Into that void, New Yorker cartoonist Peter Steiner dropped what is now the most popular and well-known panel ever produced for the magazine: "On the Internet, nobody knows you're a dog."
In 1993, the Internet was still a great mystery to most people, if they'd even heard of it. America Online (AOL) was the way most people got "online," and email was the primary use of the Internet — and for people who weren't connected to an academic institution or using one of the early Internet service providers (ISPs), this happened via gateways from AOL and other walled gardens.
Steiner's single panel manages to convey the Internet's newness and the personal purpose to which most people then put it, as well as its fundamental anonymity. The tools to track someone down or even demand a "real" name were nonexistent. One could be a dog (cats came later), and no one would be able to tell the difference. It was a time that now seems remarkably innocent.
Just another cartoon
Steiner recalls the cartoon as just another in many thousands he drew for consideration for the New Yorker and others over three decades, and one of the 421 that were accepted and ran in that publication.
In the glory days of New York magazines, Steiner says, cartoonists would produce portfolios full of executed gags and panels, and then walk from Collier's to the Saturday Evening Post to the New Yorker on Tuesdays and Wednesdays to review the artwork with each editor, who might buy one or two. Between appointments, cartoonists would eat and drink.

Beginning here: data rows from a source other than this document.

pub mod clock;
pub mod error;
pub mod types;

// Re-export common types
pub use clock::{Clock, ManualClock, SystemClock};
pub use error::CoreError;
pub use types::*;
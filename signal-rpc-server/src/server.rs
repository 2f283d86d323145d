use anyhow::{Context, Result};
use futures::{SinkExt, StreamExt};
use serde::de::DeserializeOwned;
use serde::Serialize;
use serde_json::Value;
use signal_core::SymbolUniverse;
use signal_data_services::ResponseCache;
use signal_fetcher::{BatchScheduler, LlmGateway, OpenAiBackend, RetryingFetcher};
use std::sync::Arc;
use tokio::net::{TcpListener, TcpStream};
use tokio_util::codec::{Framed, LinesCodec};

use crate::config::ServerConfig;
use crate::error::RpcError;
use crate::handler::StockQueryHandler;
use crate::protocol::*;

/// Longest request line accepted
const MAX_LINE_LENGTH: usize = 1024 * 1024;

/// JSON-RPC server for stock queries
pub struct RpcServer {
    config: ServerConfig,
    handler: Arc<StockQueryHandler>,
}

impl RpcServer {
    /// Create a new RPC server
    pub fn new(config: ServerConfig, api_key: String) -> Result<Self> {
        tracing::info!("Initializing fetch pipeline...");

        let cache = Arc::new(
            ResponseCache::new(config.cache.clone()).context("Failed to open response cache")?,
        );
        let backend = OpenAiBackend::new(config.llm.clone(), api_key)
            .context("Failed to initialize LLM backend")?;
        let gateway = Arc::new(LlmGateway::new(Arc::new(backend)));
        let fetcher = Arc::new(RetryingFetcher::new(gateway, config.fetcher.clone()));
        let scheduler = Arc::new(BatchScheduler::new(fetcher));

        let handler = Arc::new(StockQueryHandler::new(
            SymbolUniverse::default(),
            cache,
            scheduler,
            config.handler.clone(),
        ));

        tracing::info!("✅ Fetch pipeline initialized successfully");

        Ok(Self::with_handler(config, handler))
    }

    pub fn with_handler(config: ServerConfig, handler: Arc<StockQueryHandler>) -> Self {
        Self { config, handler }
    }

    /// Bind the configured address and serve until the process stops
    pub async fn run(&self) -> Result<()> {
        let addr = format!("{}:{}", self.config.host, self.config.port);
        let listener = TcpListener::bind(&addr)
            .await
            .context(format!("Failed to bind to {}", addr))?;

        tracing::info!("✅ Stock JSON-RPC Server listening on {}", addr);
        self.serve(listener).await
    }

    /// Accept connections on an already bound listener
    pub async fn serve(&self, listener: TcpListener) -> Result<()> {
        tracing::info!("Ready to accept connections");

        loop {
            match listener.accept().await {
                Ok((socket, addr)) => {
                    tracing::debug!("New connection from {}", addr);
                    let handler = Arc::clone(&self.handler);

                    tokio::spawn(async move {
                        if let Err(e) = handle_connection(socket, handler).await {
                            tracing::error!("Connection error from {}: {}", addr, e);
                        }
                    });
                }
                Err(e) => {
                    tracing::error!("Failed to accept connection: {}", e);
                }
            }
        }
    }
}

/// Handle a single TCP connection, one request per line
async fn handle_connection(socket: TcpStream, handler: Arc<StockQueryHandler>) -> Result<()> {
    let mut framed = Framed::new(socket, LinesCodec::new_with_max_length(MAX_LINE_LENGTH));

    while let Some(line) = framed.next().await {
        let line = line.context("Failed to read request line")?;
        if line.trim().is_empty() {
            continue;
        }

        tracing::debug!("Received request: {}", line.trim());

        let response = process_request(&line, &handler).await;
        framed
            .send(serde_json::to_string(&response)?)
            .await
            .context("Failed to send response")?;

        tracing::debug!("Sent response");
    }

    Ok(())
}

/// Process a JSON-RPC request
pub(crate) async fn process_request(line: &str, handler: &StockQueryHandler) -> Value {
    let request: JsonRpcRequest = match serde_json::from_str(line) {
        Ok(req) => req,
        Err(e) => {
            return create_error_response(None, RpcError::ParseError(e.to_string()));
        }
    };

    if request.jsonrpc != "2.0" {
        return create_error_response(
            request.id,
            RpcError::InvalidRequest("JSON-RPC version must be 2.0".to_string()),
        );
    }

    let id = request.id.clone();
    let result = dispatch(request, handler).await;

    match result {
        Ok(result) => create_success_response(id, result),
        Err(e) => {
            tracing::warn!("Request failed: {}", e);
            create_error_response(id, e)
        }
    }
}

async fn dispatch(request: JsonRpcRequest, handler: &StockQueryHandler) -> Result<Value, RpcError> {
    match request.method.as_str() {
        METHOD_LLM_SEARCH => handler.llm_search(params(request.params)?).await,
        METHOD_STOCK_GET => handler.stock_get(params(request.params)?).await,
        METHOD_STOCK_SEARCH => to_result(&handler.stock_search(params(request.params)?).await?),
        METHOD_STOCK_BATCH => to_result(&handler.stock_batch(params(request.params)?).await?),
        METHOD_STOCK_SYMBOLS => to_result(&handler.symbols()),
        METHOD_CACHE_STATS => to_result(&handler.cache().stats()),
        METHOD_CACHE_CLEAR => to_result(&ClearAllResponse {
            cleared: handler.cache().clear_all(),
        }),
        METHOD_CACHE_CLEAR_EXPIRED => to_result(&ClearExpiredResponse {
            cleared: handler.cache().clear_expired(),
        }),
        METHOD_HEALTH => to_result(&handler.health()),
        other => Err(RpcError::MethodNotFound(other.to_string())),
    }
}

fn params<T: DeserializeOwned>(params: Option<Value>) -> Result<T, RpcError> {
    let params = params.ok_or_else(|| RpcError::InvalidParams("Missing params".to_string()))?;
    serde_json::from_value(params).map_err(|e| RpcError::InvalidParams(e.to_string()))
}

fn to_result<T: Serialize>(value: &T) -> Result<Value, RpcError> {
    serde_json::to_value(value).map_err(|e| RpcError::InternalError(e.to_string()))
}

fn create_success_response(id: Option<Value>, result: Value) -> Value {
    serde_json::json!({
        "jsonrpc": "2.0",
        "id": id,
        "result": result,
    })
}

/// Create an error response
fn create_error_response(id: Option<Value>, error: RpcError) -> Value {
    let error = ErrorObject {
        code: error.code(),
        message: error.to_string(),
        data: error.data(),
    };
    serde_json::json!({
        "jsonrpc": "2.0",
        "id": id,
        "error": error,
    })
}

The New Yorker is the last to preserve the tradition, still requiring cartoonists to produce work "on spec" (speculatively, without a guarantee of publication), although only some visit cartoon editor Bob Mankoff in his Manhattan office. More commonly, cartoonists email panels for review.
Some submit for years before a single cartoon is bought; others, like Steiner, contribute continuously, year after year, until editors or fashions change and no more make the grade. He was published from about 1980 to 2000. "It wasn't a living; it couldn't have been a living," Steiner says, since he created several hundred a year and sold only 20 to 25 of them. It requires continuous exertion, and Steiner, who shifted mostly to writing novels over a decade ago, says, "Once the fire has left you, it no longer makes any sense."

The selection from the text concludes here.